---------- Exercise inputs

//! Health server for Kubernetes probes and Prometheus metrics.
//!
//! Provides:
//! - `/healthz` - Liveness probe (always returns 200 if server is running)
//! - `/readyz` - Readiness probe (returns 200 once the webhook listener is bound)
//! - `/metrics` - Prometheus metrics endpoint

use std::net::SocketAddr;
use std::sync::Arc;

use axum::{
    Router,
    extract::State,
    http::StatusCode,
    response::{IntoResponse, Response},
    routing::get,
};
use prometheus_client::encoding::text::encode;
use prometheus_client::encoding::{EncodeLabel, EncodeLabelSet, LabelSetEncoder};
use prometheus_client::metrics::counter::Counter;
use prometheus_client::metrics::family::Family;
use prometheus_client::metrics::histogram::{Histogram, exponential_buckets};
use prometheus_client::registry::Registry;
use tokio::sync::RwLock;
use tracing::info;

/// Outcome label recorded for requests that could not be interpreted
pub const OUTCOME_MALFORMED: &str = "malformed";

/// Labels for admission metrics
#[derive(Clone, Debug, Hash, PartialEq, Eq)]
pub struct OutcomeLabels {
    pub outcome: &'static str,
}

impl EncodeLabelSet for OutcomeLabels {
    fn encode(&self, encoder: &mut LabelSetEncoder<'_>) -> Result<(), std::fmt::Error> {
        ("outcome", self.outcome).encode(encoder.encode_label())?;
        Ok(())
    }
}

/// Shared metrics for the webhook
pub struct Metrics {
    /// Admission requests by outcome (`add`, `remove`, `none`, `malformed`)
    pub admission_requests_total: Family<OutcomeLabels, Counter>,
    /// Time from receiving a body to having a response ready
    pub admission_duration_seconds: Histogram,
    /// Prometheus registry
    registry: Registry,
}

impl Default for Metrics {
    fn default() -> Self {
        Self::new()
    }
}

impl Metrics {
    /// Create a new metrics instance with registered metrics
    pub fn new() -> Self {
        let mut registry = Registry::default();

        let admission_requests_total = Family::<OutcomeLabels, Counter>::default();
        registry.register(
            "nodeselector_mutator_admission_requests",
            "Total number of admission requests by outcome",
            admission_requests_total.clone(),
        );

        let admission_duration_seconds = Histogram::new(exponential_buckets(0.00001, 2.0, 16));
        registry.register(
            "nodeselector_mutator_admission_duration_seconds",
            "Duration of admission request handling in seconds",
            admission_duration_seconds.clone(),
        );

        Self {
            admission_requests_total,
            admission_duration_seconds,
            registry,
        }
    }

    /// Record a handled admission request
    pub fn record_admission(&self, outcome: &'static str, duration_secs: f64) {
        self.admission_requests_total
            .get_or_create(&OutcomeLabels { outcome })
            .inc();
        self.admission_duration_seconds.observe(duration_secs);
    }

    /// Current count for one outcome, zero if it was never recorded
    pub fn admissions(&self, outcome: &'static str) -> u64 {
        self.admission_requests_total
            .get(&OutcomeLabels { outcome })
            .map_or(0, |counter| counter.get())
    }

    /// Encode metrics to Prometheus text format
    pub fn encode(&self) -> String {
        let mut buffer = String::new();
        if encode(&mut buffer, &self.registry).is_err() {
            tracing::error!("Failed to encode metrics");
            return "# Error encoding metrics".to_string();
        }
        buffer
    }
}

/// Shared state for the health server
pub struct HealthState {
    /// Whether the webhook is ready (TLS listener bound, not shutting down)
    ready: RwLock<bool>,
    /// Metrics registry
    pub metrics: Metrics,
}

impl Default for HealthState {
    fn default() -> Self {
        Self::new()
    }
}

impl HealthState {
    /// Create a new health state (starts as not ready)
    pub fn new() -> Self {
        Self {
            ready: RwLock::new(false),
            metrics: Metrics::new(),
        }
    }

    /// Mark the webhook as ready or not ready
    pub async fn set_ready(&self, ready: bool) {
        *self.ready.write().await = ready;
    }

    /// Check if the webhook is ready
    pub async fn is_ready(&self) -> bool {
        *self.ready.read().await
    }
}

/// Liveness probe handler
async fn healthz() -> impl IntoResponse {
    (StatusCode::OK, "ok")
}

/// Readiness probe handler
///
/// Returns 503 Service Unavailable until the webhook listener is bound and
/// again once shutdown has started.
async fn readyz(State(state): State<Arc<HealthState>>) -> Response {
    if state.is_ready().await {
        (StatusCode::OK, "ready").into_response()
    } else {
        (StatusCode::SERVICE_UNAVAILABLE, "not ready").into_response()
    }
}

/// Metrics handler
async fn metrics_handler(State(state): State<Arc<HealthState>>) -> impl IntoResponse {
    let body = state.metrics.encode();
    (
        StatusCode::OK,
        [("content-type", "text/plain; version=0.0.4; charset=utf-8")],
        body,
    )
}

/// Create the health server router
pub fn create_router(state: Arc<HealthState>) -> Router {
    Router::new()
        .route("/healthz", get(healthz))
        .route("/readyz", get(readyz))
        .route("/metrics", get(metrics_handler))
        .with_state(state)
}

/// Run the plain-HTTP health server on `addr`
pub async fn run_health_server(
    state: Arc<HealthState>,
    addr: SocketAddr,
) -> Result<(), std::io::Error> {
    let app = create_router(state);

    info!(addr = %addr, "Starting health server");

    let listener = tokio::net::TcpListener::bind(addr).await?;
    axum::serve(listener, app).await?;

    Ok(())
}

--------------------

• [What needs to be done]:
Please restate the preceding entries word for word.

• [Exercise solution]:
//! Health server for Kubernetes probes and Prometheus metrics.
//!
//! Provides:
//! - `/healthz` - Liveness probe (always returns 200 if server is running)
//! - `/readyz` - Readiness probe (returns 200 once the webhook listener is bound)
//! - `/metrics` - Prometheus metrics endpoint

use std::net::SocketAddr;
use std::sync::Arc;

use axum::{
    Router,
    extract::State,
    http::StatusCode,
    response::{IntoResponse, Response},
    routing::get,
};
use prometheus_client::encoding::text::encode;
use prometheus_client::encoding::{EncodeLabel, EncodeLabelSet, LabelSetEncoder};
use prometheus_client::metrics::counter::Counter;
use prometheus_client::metrics::family::Family;
use prometheus_client::metrics::histogram::{Histogram, exponential_buckets};
use prometheus_client::registry::Registry;
use tokio::sync::RwLock;
use tracing::info;

/// Outcome label recorded for requests that could not be interpreted
pub const OUTCOME_MALFORMED: &str = "malformed";

/// Labels for admission metrics
#[derive(Clone, Debug, Hash, PartialEq, Eq)]
pub struct OutcomeLabels {
    pub outcome: &'static str,
}

impl EncodeLabelSet for OutcomeLabels {
    fn encode(&self, encoder: &mut LabelSetEncoder<'_>) -> Result<(), std::fmt::Error> {
        ("outcome", self.outcome).encode(encoder.encode_label())?;
        Ok(())
    }
}

/// Shared metrics for the webhook
pub struct Metrics {
    /// Admission requests by outcome (`add`, `remove`, `none`, `malformed`)
    pub admission_requests_total: Family<OutcomeLabels, Counter>,
    /// Time from receiving a body to having a response ready
    pub admission_duration_seconds: Histogram,
    /// Prometheus registry
    registry: Registry,
}

impl Default for Metrics {
    fn default() -> Self {
        Self::new()
    }
}

impl Metrics {
    /// Create a new metrics instance with registered metrics
    pub fn new() -> Self {
        let mut registry = Registry::default();

        let admission_requests_total = Family::<OutcomeLabels, Counter>::default();
        registry.register(
            "nodeselector_mutator_admission_requests",
            "Total number of admission requests by outcome",
            admission_requests_total.clone(),
        );

        let admission_duration_seconds = Histogram::new(exponential_buckets(0.00001, 2.0, 16));
        registry.register(
            "nodeselector_mutator_admission_duration_seconds",
            "Duration of admission request handling in seconds",
            admission_duration_seconds.clone(),
        );

        Self {
            admission_requests_total,
            admission_duration_seconds,
            registry,
        }
    }

    /// Record a handled admission request
    pub fn record_admission(&self, outcome: &'static str, duration_secs: f64) {
        self.admission_requests_total
            .get_or_create(&OutcomeLabels { outcome })
            .inc();
        self.admission_duration_seconds.observe(duration_secs);
    }

    /// Current count for one outcome, zero if it was never recorded
    pub fn admissions(&self, outcome: &'static str) -> u64 {
        self.admission_requests_total
            .get(&OutcomeLabels { outcome })
            .map_or(0, |counter| counter.get())
    }

    /// Encode metrics to Prometheus text format
    pub fn encode(&self) -> String {
        let mut buffer = String::new();
        if encode(&mut buffer, &self.registry).is_err() {
            tracing::error!("Failed to encode metrics");
            return "# Error encoding metrics".to_string();
        }
        buffer
    }
}

/// Shared state for the health server
pub struct HealthState {
    /// Whether the webhook is ready (TLS listener bound, not shutting down)
    ready: RwLock<bool>,
    /// Metrics registry
    pub metrics: Metrics,
}

impl Default for HealthState {
    fn default() -> Self {
        Self::new()
    }
}

impl HealthState {
    /// Create a new health state (starts as not ready)
    pub fn new() -> Self {
        Self {
            ready: RwLock::new(false),
            metrics: Metrics::new(),
        }
    }

    /// Mark the webhook as ready or not ready
    pub async fn set_ready(&self, ready: bool) {
        *self.ready.write().await = ready;
    }

    /// Check if the webhook is ready
    pub async fn is_ready(&self) -> bool {
        *self.ready.read().await
    }
}

/// Liveness probe handler
async fn healthz() -> impl IntoResponse {
    (StatusCode::OK, "ok")
}

/// Readiness probe handler
///
/// Returns 503 Service Unavailable until the webhook listener is bound and
/// again once shutdown has started.
async fn readyz(State(state): State<Arc<HealthState>>) -> Response {
    if state.is_ready().await {
        (StatusCode::OK, "ready").into_response()
    } else {
        (StatusCode::SERVICE_UNAVAILABLE, "not ready").into_response()
    }
}

/// Metrics handler
async fn metrics_handler(State(state): State<Arc<HealthState>>) -> impl IntoResponse {
    let body = state.metrics.encode();
    (
        StatusCode::OK,
        [("content-type", "text/plain; version=0.0.4; charset=utf-8")],
        body,
    )
}

/// Create the health server router
pub fn create_router(state: Arc<HealthState>) -> Router {
    Router::new()
        .route("/healthz", get(healthz))
        .route("/readyz", get(readyz))
        .route("/metrics", get(metrics_handler))
        .with_state(state)
}

/// Run the plain-HTTP health server on `addr`
pub async fn run_health_server(
    state: Arc<HealthState>,
    addr: SocketAddr,
) -> Result<(), std::io::Error> {
    let app = create_router(state);

    info!(addr = %addr, "Starting health server");

    let listener = tokio::net::TcpListener::bind(addr).await?;
    axum::serve(listener, app).await?;

    Ok(())
}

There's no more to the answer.